Start of Provided information

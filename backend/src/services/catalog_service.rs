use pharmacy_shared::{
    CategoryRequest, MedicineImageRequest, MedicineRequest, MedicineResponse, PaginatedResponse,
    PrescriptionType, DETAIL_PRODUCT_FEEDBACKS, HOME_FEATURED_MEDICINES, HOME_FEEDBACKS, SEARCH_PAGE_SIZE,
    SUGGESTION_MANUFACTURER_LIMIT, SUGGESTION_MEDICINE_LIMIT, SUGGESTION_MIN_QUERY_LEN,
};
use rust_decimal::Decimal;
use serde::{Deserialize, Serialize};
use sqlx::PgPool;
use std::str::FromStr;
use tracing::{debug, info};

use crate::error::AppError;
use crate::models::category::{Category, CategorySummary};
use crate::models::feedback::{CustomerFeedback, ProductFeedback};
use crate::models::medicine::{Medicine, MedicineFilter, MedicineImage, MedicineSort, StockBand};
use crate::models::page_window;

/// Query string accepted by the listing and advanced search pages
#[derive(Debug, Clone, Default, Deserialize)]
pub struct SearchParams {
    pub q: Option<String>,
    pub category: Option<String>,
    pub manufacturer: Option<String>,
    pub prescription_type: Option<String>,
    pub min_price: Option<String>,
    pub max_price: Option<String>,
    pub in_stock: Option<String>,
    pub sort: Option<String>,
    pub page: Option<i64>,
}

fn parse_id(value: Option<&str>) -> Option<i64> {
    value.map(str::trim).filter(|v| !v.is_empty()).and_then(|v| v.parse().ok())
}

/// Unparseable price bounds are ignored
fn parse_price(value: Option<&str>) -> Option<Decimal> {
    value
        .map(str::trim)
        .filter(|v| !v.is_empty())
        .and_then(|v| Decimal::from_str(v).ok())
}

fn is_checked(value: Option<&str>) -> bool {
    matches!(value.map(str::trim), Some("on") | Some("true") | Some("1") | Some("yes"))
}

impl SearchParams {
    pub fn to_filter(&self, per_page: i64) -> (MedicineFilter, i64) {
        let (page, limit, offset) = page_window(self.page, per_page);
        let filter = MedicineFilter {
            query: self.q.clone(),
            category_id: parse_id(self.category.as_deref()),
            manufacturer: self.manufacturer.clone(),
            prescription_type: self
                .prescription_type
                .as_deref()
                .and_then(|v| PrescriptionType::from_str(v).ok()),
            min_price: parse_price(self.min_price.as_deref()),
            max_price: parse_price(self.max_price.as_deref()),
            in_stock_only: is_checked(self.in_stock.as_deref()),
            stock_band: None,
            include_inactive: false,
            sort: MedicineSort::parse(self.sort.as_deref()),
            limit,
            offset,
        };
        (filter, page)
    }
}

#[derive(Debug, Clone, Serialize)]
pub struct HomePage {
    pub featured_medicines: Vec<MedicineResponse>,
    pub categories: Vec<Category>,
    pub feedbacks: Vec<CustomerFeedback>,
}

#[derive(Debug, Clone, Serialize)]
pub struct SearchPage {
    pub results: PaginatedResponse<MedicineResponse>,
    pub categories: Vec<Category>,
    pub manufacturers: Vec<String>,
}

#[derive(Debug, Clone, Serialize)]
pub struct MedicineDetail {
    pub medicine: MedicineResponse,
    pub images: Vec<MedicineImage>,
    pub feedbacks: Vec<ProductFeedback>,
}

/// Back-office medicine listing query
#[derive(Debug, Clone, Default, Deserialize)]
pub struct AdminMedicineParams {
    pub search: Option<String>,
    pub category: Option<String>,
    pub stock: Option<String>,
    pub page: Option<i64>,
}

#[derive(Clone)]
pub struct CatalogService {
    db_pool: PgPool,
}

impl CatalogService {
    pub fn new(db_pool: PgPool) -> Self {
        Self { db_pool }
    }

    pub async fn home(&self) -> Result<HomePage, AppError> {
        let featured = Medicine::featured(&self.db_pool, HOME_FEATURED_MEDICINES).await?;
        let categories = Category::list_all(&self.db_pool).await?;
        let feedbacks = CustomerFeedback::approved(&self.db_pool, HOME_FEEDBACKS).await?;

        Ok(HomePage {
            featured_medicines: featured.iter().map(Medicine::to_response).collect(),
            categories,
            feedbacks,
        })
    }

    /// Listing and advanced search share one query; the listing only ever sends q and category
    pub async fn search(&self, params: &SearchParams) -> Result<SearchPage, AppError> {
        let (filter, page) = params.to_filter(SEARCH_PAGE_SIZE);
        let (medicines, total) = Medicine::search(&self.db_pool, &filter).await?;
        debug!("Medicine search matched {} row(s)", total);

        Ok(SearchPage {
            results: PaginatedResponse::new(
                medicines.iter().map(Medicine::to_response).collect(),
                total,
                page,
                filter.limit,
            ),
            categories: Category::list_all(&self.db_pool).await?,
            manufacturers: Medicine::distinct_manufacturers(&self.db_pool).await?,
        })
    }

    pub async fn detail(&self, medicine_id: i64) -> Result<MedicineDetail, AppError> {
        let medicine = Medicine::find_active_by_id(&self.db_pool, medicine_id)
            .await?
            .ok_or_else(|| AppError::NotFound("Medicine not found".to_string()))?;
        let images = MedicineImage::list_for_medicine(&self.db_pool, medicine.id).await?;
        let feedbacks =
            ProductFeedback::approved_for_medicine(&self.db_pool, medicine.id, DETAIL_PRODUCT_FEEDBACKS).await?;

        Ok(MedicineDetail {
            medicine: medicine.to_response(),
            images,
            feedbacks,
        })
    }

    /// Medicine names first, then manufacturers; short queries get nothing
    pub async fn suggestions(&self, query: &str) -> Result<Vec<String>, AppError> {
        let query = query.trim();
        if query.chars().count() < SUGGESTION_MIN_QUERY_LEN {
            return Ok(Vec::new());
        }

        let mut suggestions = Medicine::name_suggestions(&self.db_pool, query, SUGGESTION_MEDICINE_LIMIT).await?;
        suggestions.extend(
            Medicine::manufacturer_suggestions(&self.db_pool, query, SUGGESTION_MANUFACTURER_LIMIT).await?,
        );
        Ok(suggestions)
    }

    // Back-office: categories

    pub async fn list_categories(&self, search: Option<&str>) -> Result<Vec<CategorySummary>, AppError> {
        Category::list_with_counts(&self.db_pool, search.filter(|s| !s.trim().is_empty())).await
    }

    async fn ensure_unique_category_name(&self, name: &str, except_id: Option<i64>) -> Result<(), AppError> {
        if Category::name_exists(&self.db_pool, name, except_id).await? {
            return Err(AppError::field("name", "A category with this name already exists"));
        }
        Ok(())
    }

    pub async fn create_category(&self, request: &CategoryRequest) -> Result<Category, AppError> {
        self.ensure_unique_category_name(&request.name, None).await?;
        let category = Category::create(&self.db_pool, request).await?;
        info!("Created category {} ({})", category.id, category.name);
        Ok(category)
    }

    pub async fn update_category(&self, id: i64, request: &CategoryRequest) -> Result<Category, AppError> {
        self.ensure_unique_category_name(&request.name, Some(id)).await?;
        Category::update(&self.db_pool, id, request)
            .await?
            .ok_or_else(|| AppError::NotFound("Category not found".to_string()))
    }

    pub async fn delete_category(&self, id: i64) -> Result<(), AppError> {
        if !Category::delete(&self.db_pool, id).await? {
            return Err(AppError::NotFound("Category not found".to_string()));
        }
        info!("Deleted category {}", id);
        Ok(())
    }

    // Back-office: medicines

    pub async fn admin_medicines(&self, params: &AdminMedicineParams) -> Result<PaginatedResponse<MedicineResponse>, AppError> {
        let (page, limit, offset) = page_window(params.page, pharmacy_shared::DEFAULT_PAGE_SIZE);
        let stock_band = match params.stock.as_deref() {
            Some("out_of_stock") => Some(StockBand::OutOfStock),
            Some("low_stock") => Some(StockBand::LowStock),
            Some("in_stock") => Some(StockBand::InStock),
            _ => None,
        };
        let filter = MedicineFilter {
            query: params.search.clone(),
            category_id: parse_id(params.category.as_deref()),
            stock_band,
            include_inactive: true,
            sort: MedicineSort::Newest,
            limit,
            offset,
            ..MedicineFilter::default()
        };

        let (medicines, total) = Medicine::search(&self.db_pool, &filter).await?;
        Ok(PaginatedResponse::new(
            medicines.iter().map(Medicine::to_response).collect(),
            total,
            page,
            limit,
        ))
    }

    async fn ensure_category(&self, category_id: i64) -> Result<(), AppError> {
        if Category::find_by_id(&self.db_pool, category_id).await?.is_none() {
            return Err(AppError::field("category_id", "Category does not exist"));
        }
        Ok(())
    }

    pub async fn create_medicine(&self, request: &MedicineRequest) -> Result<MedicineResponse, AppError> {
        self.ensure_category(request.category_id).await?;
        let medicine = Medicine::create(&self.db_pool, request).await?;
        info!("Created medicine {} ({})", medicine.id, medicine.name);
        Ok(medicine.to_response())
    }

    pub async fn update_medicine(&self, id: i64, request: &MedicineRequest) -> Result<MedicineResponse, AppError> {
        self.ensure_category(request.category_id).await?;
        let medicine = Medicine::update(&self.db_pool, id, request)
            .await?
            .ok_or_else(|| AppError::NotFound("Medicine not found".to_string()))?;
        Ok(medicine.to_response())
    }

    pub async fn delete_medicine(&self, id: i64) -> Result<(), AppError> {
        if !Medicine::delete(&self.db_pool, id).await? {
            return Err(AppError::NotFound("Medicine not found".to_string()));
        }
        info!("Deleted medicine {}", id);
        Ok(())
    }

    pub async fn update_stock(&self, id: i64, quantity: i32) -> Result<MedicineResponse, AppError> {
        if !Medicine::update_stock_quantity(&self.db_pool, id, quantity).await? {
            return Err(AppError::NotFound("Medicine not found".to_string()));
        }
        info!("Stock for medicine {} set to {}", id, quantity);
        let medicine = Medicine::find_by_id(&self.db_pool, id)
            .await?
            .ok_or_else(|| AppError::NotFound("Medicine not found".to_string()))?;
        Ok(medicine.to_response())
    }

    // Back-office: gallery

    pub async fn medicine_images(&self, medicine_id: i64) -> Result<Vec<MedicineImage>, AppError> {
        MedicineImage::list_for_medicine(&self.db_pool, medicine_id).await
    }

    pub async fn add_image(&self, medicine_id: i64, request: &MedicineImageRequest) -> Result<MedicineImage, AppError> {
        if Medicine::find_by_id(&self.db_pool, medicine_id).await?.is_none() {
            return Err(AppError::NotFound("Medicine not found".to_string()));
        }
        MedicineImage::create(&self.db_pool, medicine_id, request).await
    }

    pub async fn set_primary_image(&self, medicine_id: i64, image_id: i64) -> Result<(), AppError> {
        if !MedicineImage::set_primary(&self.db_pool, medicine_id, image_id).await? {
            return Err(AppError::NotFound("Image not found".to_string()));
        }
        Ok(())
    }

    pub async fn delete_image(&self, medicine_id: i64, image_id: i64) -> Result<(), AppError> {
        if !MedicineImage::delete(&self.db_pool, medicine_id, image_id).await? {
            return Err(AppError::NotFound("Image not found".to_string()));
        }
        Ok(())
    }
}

End of Provided information

**Task:** Each line holding "offset" in the records should be copied out.

**Exercise response:**
        let (page, limit, offset) = page_window(self.page, per_page);
            offset,
        let (page, limit, offset) = page_window(params.page, pharmacy_shared::DEFAULT_PAGE_SIZE);
            offset,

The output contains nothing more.